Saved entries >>

■ ■ ■ ■ ■

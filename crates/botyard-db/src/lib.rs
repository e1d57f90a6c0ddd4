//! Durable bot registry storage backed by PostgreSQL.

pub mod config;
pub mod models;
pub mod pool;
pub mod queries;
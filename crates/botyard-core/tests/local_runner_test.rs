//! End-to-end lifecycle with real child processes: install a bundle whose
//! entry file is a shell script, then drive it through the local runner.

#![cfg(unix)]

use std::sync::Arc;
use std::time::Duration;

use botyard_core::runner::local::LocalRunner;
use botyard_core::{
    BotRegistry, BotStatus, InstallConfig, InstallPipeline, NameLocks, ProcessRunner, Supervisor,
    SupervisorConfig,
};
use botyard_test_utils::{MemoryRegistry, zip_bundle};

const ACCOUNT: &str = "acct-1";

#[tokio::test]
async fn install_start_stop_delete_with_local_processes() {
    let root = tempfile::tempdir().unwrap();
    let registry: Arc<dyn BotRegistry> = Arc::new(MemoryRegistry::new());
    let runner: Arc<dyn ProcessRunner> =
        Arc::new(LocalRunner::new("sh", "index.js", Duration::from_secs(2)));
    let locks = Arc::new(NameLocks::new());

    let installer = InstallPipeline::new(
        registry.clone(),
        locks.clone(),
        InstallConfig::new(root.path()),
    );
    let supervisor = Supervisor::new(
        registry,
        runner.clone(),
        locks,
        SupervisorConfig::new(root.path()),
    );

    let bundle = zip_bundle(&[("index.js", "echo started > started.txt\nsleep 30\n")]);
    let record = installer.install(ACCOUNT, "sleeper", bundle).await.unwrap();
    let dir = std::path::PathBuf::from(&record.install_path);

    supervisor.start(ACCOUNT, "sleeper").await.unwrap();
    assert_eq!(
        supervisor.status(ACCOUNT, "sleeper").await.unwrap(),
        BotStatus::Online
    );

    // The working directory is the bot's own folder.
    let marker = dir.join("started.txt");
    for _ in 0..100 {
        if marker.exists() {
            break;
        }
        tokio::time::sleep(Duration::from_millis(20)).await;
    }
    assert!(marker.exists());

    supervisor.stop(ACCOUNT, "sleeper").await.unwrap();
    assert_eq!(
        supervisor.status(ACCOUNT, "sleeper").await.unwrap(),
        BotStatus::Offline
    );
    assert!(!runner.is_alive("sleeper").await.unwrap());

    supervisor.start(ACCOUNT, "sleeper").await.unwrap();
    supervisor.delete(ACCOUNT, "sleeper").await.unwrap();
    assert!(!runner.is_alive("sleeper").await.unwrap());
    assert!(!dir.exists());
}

■ ■ ■ ■ ■

Aim of the exercise >> From the first line above through the line that contains "use std::time::Duration;", quote each line exactly. Output nothing more.

Written solution >>
filename crates/botyard-db/src/lib.rs
repository e1d57f90a6c0ddd4
//! Durable bot registry storage backed by PostgreSQL.

pub mod config;
pub mod models;
pub mod pool;
pub mod queries;
filename crates/botyard-core/tests/local_runner_test.rs
//! End-to-end lifecycle with real child processes: install a bundle whose
//! entry file is a shell script, then drive it through the local runner.

#![cfg(unix)]

use std::sync::Arc;
use std::time::Duration;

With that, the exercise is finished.